25 maggio 2011

Siamo convinti che l'Italia sia un paese ricco di differenze che vanno valorizzate per diventare delle risorse, sia per il Nord che per il Sud. Oggi Paolo Bricco, in un bell'articolo dal titolo "Più che divario una simbiosi", riassume brevemente 150 anni di Nord e Sud mostrando come il Nord senza il Sud non sarebbe mai esistito, ma anche come il Mezzogiorno abbia una irriducibile specificità fatta di industrializzazione senza imprenditori, minori infrastrutture materiali e analfabetismo, difficile da sradicare.

Di seguito alcuni estratti dell'articolo, uscito oggi su Il Sole 24 Ore.

"L'autobiografia della nazione attraverso i numeri. La Svimez compie un'operazione di rigore positivistico pubblicando 538 (cinquecentotrentotto) tavole nel volume «150 anni di statistiche italiane: Nord e Sud 1861-2011». Grafici e statistiche che annichiliscono le discussioni, spesso venate di ideologia, fra neo-borbonici e nordisti con tendenze anti-unitarie.

Il tutto, per provare a rispondere alla domanda: per quale ragione il divario fra il Sud e il resto del Paese cresce? Sì, perché, la capacità di creare ricchezza nel 1861 è la medesima. Dopo, l'indicatore del Pil procapite del Mezzogiorno in percentuale a quello del Centro-Nord scende. Se nel 1861 è pari a 100, negli anni 90 dell'Ottocento inizia a calare per poi precipitare durante il fascismo e, dagli anni Cinquanta, stabilizzarsi in una forchetta compresa fra il 50% e il 60% rispetto al Centro-Nord. E non è solo effetto della maggiore velocità del tasso di crescita di quest'ultimo. C'è dell'altro.

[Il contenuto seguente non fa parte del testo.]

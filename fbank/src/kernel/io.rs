use super::ConfigError;
use ndarray::{Array1, ArrayView1, ArrayViewMut1};

/// Adapter trait for reading contiguous 1D input.
pub trait Read1D<T> {
    /// Borrow the underlying input as a contiguous slice.
    fn read_slice(&self) -> Result<&[T], ConfigError>;
}

/// Adapter trait for writing contiguous 1D output.
pub trait Write1D<T> {
    /// Borrow the underlying output as a mutable contiguous slice.
    fn write_slice_mut(&mut self) -> Result<&mut [T], ConfigError>;
}

impl<T> Read1D<T> for [T] {
    fn read_slice(&self) -> Result<&[T], ConfigError> {
        Ok(self)
    }
}

impl<T> Write1D<T> for [T] {
    fn write_slice_mut(&mut self) -> Result<&mut [T], ConfigError> {
        Ok(self)
    }
}

impl<T, const N: usize> Read1D<T> for [T; N] {
    fn read_slice(&self) -> Result<&[T], ConfigError> {
        Ok(self)
    }
}

impl<T, const N: usize> Write1D<T> for [T; N] {
    fn write_slice_mut(&mut self) -> Result<&mut [T], ConfigError> {
        Ok(self)
    }
}

impl<T> Read1D<T> for Vec<T> {
    fn read_slice(&self) -> Result<&[T], ConfigError> {
        Ok(self.as_slice())
    }
}

impl<T> Write1D<T> for Vec<T> {
    fn write_slice_mut(&mut self) -> Result<&mut [T], ConfigError> {
        Ok(self.as_mut_slice())
    }
}

impl<T> Read1D<T> for Array1<T> {
    fn read_slice(&self) -> Result<&[T], ConfigError> {
        self.as_slice()
            .ok_or(ConfigError::NonContiguous { arg: "array" })
    }
}

impl<T> Write1D<T> for Array1<T> {
    fn write_slice_mut(&mut self) -> Result<&mut [T], ConfigError> {
        self.as_slice_mut()
            .ok_or(ConfigError::NonContiguous { arg: "array" })
    }
}

impl<T> Read1D<T> for ArrayView1<'_, T> {
    fn read_slice(&self) -> Result<&[T], ConfigError> {
        self.as_slice()
            .ok_or(ConfigError::NonContiguous { arg: "array_view" })
    }
}

impl<T> Write1D<T> for ArrayViewMut1<'_, T> {
    fn write_slice_mut(&mut self) -> Result<&mut [T], ConfigError> {
        self.as_slice_mut().ok_or(ConfigError::NonContiguous {
            arg: "array_view_mut",
        })
    }
}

Al Sud, quasi che il tempo si sia fermato, continua oggi a lavorare nella manifattura una persona su cinque. Come centocinquanta anni fa. Al Centro-Nord lo fa una su tre. Prima il mercato nazionale non esisteva ogni staterello aveva barriere doganali. Con la costituzione dell'Italia si forma un mercato di sbocco unico e aperto. È anche per questo che la vicenda del Paese va letta in maniera unificata e unificante. Senza i consumatori del Sud, le merci del Nord sarebbero potute andare soltanto al di là delle Alpi.

Il Sud come matrioska deformata del Nord: più piccola, ma con gli stessi tratti. Le due parti del Paese ora si sovrappongono, ora no. Ora si integrano, ora no. Ma, alla fine, hanno comunque un legame di simbiosi. Non sarà un caso che, oggi, il 40% di quanto si produce al Nord finisca al Sud. E che il 63% di ciò che si spende al Sud vada al Nord.

Tags: economia | nord | sud | sviluppo | verso nord

1 Comment

  1. non c'erano prima dell'unità solo staterelli in italia , perchè c'era anche un Regno delle due Sicilie grande e ricchissimo che purtroppo dovette soccombere agli interessi di francia ed inghilterra ed al disegno mondiale dei massoni. Cerdo che in futuro non troppo lontano le coscienze dei meridionali si risveglieranno e il sud smetterà di essere la colonia di consumatori che serve a far girare l'economia del nord come oggi.